Exercise directions:
Look through the data below and work out how many lines hold "Some"; state only the number.

Records from a collection
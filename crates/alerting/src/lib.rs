//! Alert rule-set session management.
//!
//! [`coordinator::RuleSetCoordinator`] owns the working rule collection and
//! mediates between copy-on-edit drafts and a [`storage::RuleStorage`]
//! backend. [`config`] describes where that backend lives.

pub mod config;
pub mod coordinator;
pub mod storage;

use config::AlertingConfig;
use coordinator::RuleSetCoordinator;
use storage::RulerClient;

/// Builds a coordinator and ruler client from configuration, or `None` when
/// alerting is not configured for this environment.
pub fn connect(config: &AlertingConfig) -> Option<(RuleSetCoordinator, RulerClient)> {
    let ruler = config.ruler.as_ref()?;
    let coordinator = RuleSetCoordinator::new().with_save_timeout(ruler.save_timeout());
    Some((coordinator, RulerClient::new(ruler)))
}

#[cfg(test)]
mod tests {
    use super::*;
    use config::RulerConfig;
    use coordinator::SessionState;

    #[test]
    fn connect_needs_a_ruler() {
        assert!(connect(&AlertingConfig::default()).is_none());

        let config = AlertingConfig {
            ruler: Some(RulerConfig::new("http://localhost:9009")),
        };
        let (coordinator, _client) = connect(&config).unwrap();
        assert_eq!(coordinator.state(), &SessionState::Empty);
    }
}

Task answer:
2